Re-teaming with Bacon after 1999’s Stir of Echoes, writer/director David Koepp ratchets up the tension by taking us through some illusory explorations, featuring elaborate set pieces and grotesque images. Some of these images speak to Theo’s buried secrets, his deep insecurities and his need to control everything around him. The implication is the house doesn’t just mine Theo’s repressed nature, but extrapolates it, as if it’s coloring in the empty spaces of his consciousness. Ultimately, the house becomes a maze of sorts, physically and metaphorically.
You Should Have Left should be commended for trying to do something different with the supernatural horror genre, which at this point, has been beaten to death with innumerable sequels and franchises. Instead of merely popping out of the dark, the phantoms here psychologically dissect the house’s inhabitants. And the performances are spot on. Kevin Bacon and Amanda Seyfried express a quiet turmoil without relying on abrasive melodrama. You almost want to see a whole movie about their disintegrating marriage instead of the ghost story. Still, even with Koepp’s deft directing and Angus Hudson’s textured cinematography, the movie lacks the bite of better paranormal fare like The Changeling or even Koepp’s other work (he is also a prolific screenwriter with credits including Jurassic Park and Mission Impossible). This film has its moments, but overall it feels tenuous and soft. The message is there, but the filmmakers’ style is a little hackneyed.

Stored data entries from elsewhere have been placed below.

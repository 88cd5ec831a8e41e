//! Rate-limit bookkeeping.
//!
//! The service reports its quota on every response. The tracker keeps only
//! the most recent complete report; a response with missing or malformed
//! fields leaves the previous snapshot untouched.

use std::sync::RwLock;
use std::time::Duration;

use chrono::{DateTime, Utc};
use reqwest::header::HeaderMap;
use serde::Serialize;
use serde_json::Value;

use super::headers::{self, RATE_LIMIT_LIMIT, RATE_LIMIT_REMAINING, RATE_LIMIT_RESET};

#[derive(Debug, Clone, Copy, PartialEq, Eq, Serialize)]
pub struct RateLimitSnapshot {
    pub limit: u64,
    pub remaining: u64,
    pub reset_at: DateTime<Utc>,
}

impl RateLimitSnapshot {
    /// `reset` is a unix timestamp in seconds.
    pub fn new(limit: u64, remaining: u64, reset: i64) -> Option<Self> {
        Some(Self {
            limit,
            remaining,
            reset_at: DateTime::from_timestamp(reset, 0)?,
        })
    }

    pub fn from_headers(headers: &HeaderMap) -> Option<Self> {
        Self::new(
            headers::header_str(headers, RATE_LIMIT_LIMIT)?.parse().ok()?,
            headers::header_str(headers, RATE_LIMIT_REMAINING)?.parse().ok()?,
            headers::header_str(headers, RATE_LIMIT_RESET)?.parse().ok()?,
        )
    }

    /// Reads `{"rate_limit": {"limit", "remaining", "reset"}}` from a body.
    pub fn from_body(body: &Value) -> Option<Self> {
        let envelope = body.get("rate_limit")?;
        Self::new(
            envelope.get("limit")?.as_u64()?,
            envelope.get("remaining")?.as_u64()?,
            envelope.get("reset")?.as_i64()?,
        )
    }

    pub fn is_exhausted(&self) -> bool {
        self.remaining == 0
    }

    /// Time left until the quota resets, zero once it has passed.
    pub fn reset_in(&self, now: DateTime<Utc>) -> Duration {
        (self.reset_at - now).to_std().unwrap_or(Duration::ZERO)
    }
}

/// Latest-value cell shared by every call of a client.
///
/// Writers replace the whole snapshot under the lock, so readers always see
/// one response's values and never a mix of two.
#[derive(Debug, Default)]
pub struct RateLimitTracker {
    latest: RwLock<Option<RateLimitSnapshot>>,
}

impl RateLimitTracker {
    pub fn new() -> Self {
        Self::default()
    }

    pub fn record(&self, snapshot: RateLimitSnapshot) {
        *self.latest.write().unwrap_or_else(|e| e.into_inner()) = Some(snapshot);
    }

    /// Records the snapshot carried by a response, headers first, then the
    /// body envelope. Returns the recorded snapshot, if any.
    pub fn observe(&self, headers: &HeaderMap, body: Option<&Value>) -> Option<RateLimitSnapshot> {
        let snapshot = RateLimitSnapshot::from_headers(headers)
            .or_else(|| body.and_then(RateLimitSnapshot::from_body))?;
        self.record(snapshot);
        Some(snapshot)
    }

    pub fn latest(&self) -> Option<RateLimitSnapshot> {
        *self.latest.read().unwrap_or_else(|e| e.into_inner())
    }
}

#[cfg(test)]
mod tests {
    use super::*;
    use reqwest::header::HeaderValue;
    use serde_json::json;
    use std::sync::Arc;

    fn headers(limit: &'static str, remaining: &'static str, reset: &'static str) -> HeaderMap {
        let mut headers = HeaderMap::new();
        headers.insert(RATE_LIMIT_LIMIT, HeaderValue::from_static(limit));
        headers.insert(RATE_LIMIT_REMAINING, HeaderValue::from_static(remaining));
        headers.insert(RATE_LIMIT_RESET, HeaderValue::from_static(reset));
        headers
    }

    #[test]
    fn test_snapshot_from_headers() {
        let snapshot =
            RateLimitSnapshot::from_headers(&headers("1000", "998", "1700000000")).unwrap();
        assert_eq!(snapshot.limit, 1000);
        assert_eq!(snapshot.remaining, 998);
        assert_eq!(snapshot.reset_at.timestamp(), 1_700_000_000);
        assert!(!snapshot.is_exhausted());
    }

    #[test]
    fn test_partial_headers_are_ignored() {
        let mut partial = HeaderMap::new();
        partial.insert(RATE_LIMIT_LIMIT, HeaderValue::from_static("1000"));
        assert!(RateLimitSnapshot::from_headers(&partial).is_none());
        assert!(RateLimitSnapshot::from_headers(&headers("1000", "lots", "1700000000")).is_none());
    }

    #[test]
    fn test_snapshot_from_body_envelope() {
        let body = json!({
            "data": [],
            "rate_limit": {"limit": 50, "remaining": 0, "reset": 1700000100}
        });
        let snapshot = RateLimitSnapshot::from_body(&body).unwrap();
        assert_eq!(snapshot.limit, 50);
        assert!(snapshot.is_exhausted());
        assert!(RateLimitSnapshot::from_body(&json!({"data": []})).is_none());
    }

    #[test]
    fn test_reset_in() {
        let snapshot = RateLimitSnapshot::new(10, 5, 1_700_000_060).unwrap();
        let now = DateTime::from_timestamp(1_700_000_000, 0).unwrap();
        assert_eq!(snapshot.reset_in(now), Duration::from_secs(60));

        let later = DateTime::from_timestamp(1_700_001_000, 0).unwrap();
        assert_eq!(snapshot.reset_in(later), Duration::ZERO);
    }

    #[test]
    fn test_tracker_keeps_latest_and_skips_missing() {
        let tracker = RateLimitTracker::new();
        assert!(tracker.latest().is_none());

        tracker.observe(&headers("100", "99", "1700000000"), None);
        tracker.observe(&HeaderMap::new(), Some(&json!({"data": {}})));
        assert_eq!(tracker.latest().unwrap().remaining, 99);

        tracker.observe(&headers("100", "98", "1700000000"), None);
        assert_eq!(tracker.latest().unwrap().remaining, 98);
    }

    #[test]
    fn test_concurrent_writers_never_mix_snapshots() {
        let tracker = Arc::new(RateLimitTracker::new());
        let handles: Vec<_> = (0..8u64)
            .map(|i| {
                let tracker = Arc::clone(&tracker);
                std::thread::spawn(move || {
                    for _ in 0..500 {
                        let v = i * 1000;
                        tracker.record(RateLimitSnapshot::new(v, v, v as i64).unwrap());
                        let seen = tracker.latest().unwrap();
                        assert_eq!(seen.limit, seen.remaining);
                        assert_eq!(seen.limit as i64, seen.reset_at.timestamp());
                    }
                })
            })
            .collect();

        for handle in handles {
            handle.join().unwrap();
        }
    }
}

In what’s becoming a Blumhouse staple of storytelling, there are too many cloying music cues, overly-familiar horror tropes (ghosts physically kicking your ass, for example) and drawn out sequences, where you eventually groan, “OK, what was that all about?” In The Shining, Kubrick realized that an exploration of a man’s mental collapse requires a deliberate and temperate approach. You should melt into someone’s psyche, not kick down their door. Shocking imagery and rapid editing doesn’t speak to a splintered mind; it just feeds a hungry audience. You Should Have Left holds your attention and it is enjoyable especially since we’re stuck inside our own homes much like the characters in the movie, but it has a tough time deciding if it’s a cerebral exploration of a man’s stifled rage or a brash and jolting horror film. It’s almost impossible to be both.